Selain meningkatkan perekonomian masyarakat melalui UMKM, BWI juga memberikan perhatian khusus terhadap permasalahan utang rentenir yang banyak membebani warga Tabalong. Diperkirakan sekitar 80% masyarakat di Tabalong terlilit hutang dengan tingkat bunga yang tinggi sehingga sangat sulit untuk keluar dari lingkaran kemiskinan. Melalui dana zakat yang terkumpul, BWI membuat program khusus untuk melunasi utang-utang mustak (penerima zakat) yang sudah lama terlibat dalam perampasan kekuasaan.
Namun upaya BWI tidak berhenti pada pelunasan utang tersebut.
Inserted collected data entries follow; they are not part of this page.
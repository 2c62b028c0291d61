// SPDX-License-Identifier: PMPL-1.0-or-later
//! Summary of what a `resolve()` call rewrote.
//!
//! The report renders like an EXPLAIN: one line per injection point with
//! the virtual predicates removed and the real predicates put in their place.

use std::fmt;

use serde::{Deserialize, Serialize};
use virtassoc_filter::Predicate;

use crate::plan::InjectionPoint;

/// One applied injection point.
#[derive(Debug, Clone, PartialEq, Eq, Serialize, Deserialize)]
pub struct InjectionSummary {
    /// Container path, e.g. `root/1/0`.
    pub container: String,
    pub prefix: String,
    pub association: String,
    /// Virtual predicates removed from the container.
    pub matched: Vec<String>,
    /// Real predicates appended in their place.
    pub replacements: Vec<String>,
}

impl InjectionSummary {
    pub(crate) fn new(point: &InjectionPoint, replacements: &[Predicate]) -> Self {
        Self {
            container: point.container().to_string(),
            prefix: point.prefix().to_string(),
            association: point.association().to_string(),
            matched: point.predicates().iter().map(ToString::to_string).collect(),
            replacements: replacements.iter().map(ToString::to_string).collect(),
        }
    }
}

/// One resolver's batch: a single preprocessing step over its points.
#[derive(Debug, Clone, PartialEq, Eq, Serialize, Deserialize)]
pub struct BatchSummary {
    pub association: String,
    pub injection_points: usize,
}

/// Result of a `resolve()` call.
#[derive(Debug, Clone, Default, PartialEq, Eq, Serialize, Deserialize)]
pub struct RewriteReport {
    /// Whether any virtual predicate was rewritten.
    pub rewritten: bool,
    pub injections: Vec<InjectionSummary>,
    pub batches: Vec<BatchSummary>,
}

impl RewriteReport {
    pub fn unchanged() -> Self {
        Self::default()
    }

    /// Total number of virtual predicates removed.
    pub fn matched_count(&self) -> usize {
        self.injections.iter().map(|i| i.matched.len()).sum()
    }

    pub fn to_json(&self) -> Result<String, serde_json::Error> {
        serde_json::to_string_pretty(self)
    }
}

impl fmt::Display for RewriteReport {
    fn fmt(&self, f: &mut fmt::Formatter<'_>) -> fmt::Result {
        if !self.rewritten {
            return writeln!(f, "No virtual association filters");
        }
        writeln!(f, "Virtual Association Rewrite")?;
        writeln!(f, "===========================")?;
        for batch in &self.batches {
            writeln!(
                f,
                "Resolver {}: {} injection point(s), preprocessed once",
                batch.association, batch.injection_points
            )?;
        }
        for (i, injection) in self.injections.iter().enumerate() {
            let prefix = if injection.prefix.is_empty() {
                "(root)"
            } else {
                injection.prefix.as_str()
            };
            writeln!(
                f,
                "  Step {}: {} at {} prefix {}",
                i + 1,
                injection.association,
                injection.container,
                prefix
            )?;
            writeln!(f, "    removed:  {}", injection.matched.join(", "))?;
            writeln!(f, "    injected: {}", injection.replacements.join(", "))?;
        }
        Ok(())
    }
}

#[cfg(test)]
mod tests {
    use super::*;

    fn sample() -> RewriteReport {
        RewriteReport {
            rewritten: true,
            injections: vec![InjectionSummary {
                container: "root/0".to_string(),
                prefix: String::new(),
                association: "bar".to_string(),
                matched: vec!["bar.isActive = true".to_string()],
                replacements: vec!["bar_computed_flag = true".to_string()],
            }],
            batches: vec![BatchSummary {
                association: "bar".to_string(),
                injection_points: 1,
            }],
        }
    }

    #[test]
    fn test_display() {
        let text = sample().to_string();
        assert!(text.contains("Resolver bar: 1 injection point(s)"));
        assert!(text.contains("Step 1: bar at root/0 prefix (root)"));
        assert!(text.contains("injected: bar_computed_flag = true"));
    }

    #[test]
    fn test_unchanged() {
        let report = RewriteReport::unchanged();
        assert_eq!(report.matched_count(), 0);
        assert_eq!(report.to_string(), "No virtual association filters\n");
    }

    #[test]
    fn test_json_roundtrip() {
        let report = sample();
        let parsed: RewriteReport = serde_json::from_str(&report.to_json().unwrap()).unwrap();
        assert_eq!(parsed, report);
        assert_eq!(parsed.matched_count(), 1);
    }
}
Untuk memastikan masyarakat yang dibantunya tidak terjerumus lagi ke dalam perangkap SAARC, BWI telah membuat perjanjian tertulis dengan Mushtaq. Kesepakatan ini bertujuan untuk mendidik mereka dan membantu mereka mencapai pola keuangan yang sehat.
Selain itu, mereka juga diberikan pelatihan dan dukungan untuk mengembangkan usaha kecil. Dengan memiliki usaha yang stabil, diharapkan mereka dapat mencapai kemandirian finansial.
Sejak wabah ini merebak, BWI telah memberikan dukungan yang signifikan kepada warga Tabalong yang terkena dampak. Mereka menyumbangkan sekitar 1 ton beras dan uang tunai sebesar Rp 55 juta yang dibagikan kepada 300 warga miskin yang merasakan dampak finansial dari Covid-19. Di antara ratusan penerima bantuan, terdapat sekitar 15 orang yang kini benar-benar terbebas dari jeratan pemberi pinjaman dan sudah memiliki usaha yang stabil, berkat bimbingan dan dukungan intensif dari BWI.
Keberhasilan ini membuktikan bahwa konsep Zakat Produktif dan Wakaf Produktif yang diterapkan BWI mampu memberikan dampak berkelanjutan. BWI tidak hanya memberikan bantuan sementara, namun juga mendorong para penerima Zakat untuk mengelola bantuan yang diterimanya secara produktif, sehingga dapat tetap mandiri di kemudian hari.
Keberhasilan BWI dalam memberdayakan warga Tabalong menunjukkan bahwa jika dikelola dengan baik, zakat produktif dapat memberikan dampak yang jauh lebih luas. Program ini menjadi inspirasi untuk menerapkan konsep serupa di daerah lain, mengoptimalkan kapasitas Zakat, Infaq dan Wakaf untuk kesejahteraan umat. Atas inisiatifnya tersebut, Zulrifan Noor dianugerahi penghargaan bergengsi Satu Indonesia Award pada tahun 2020.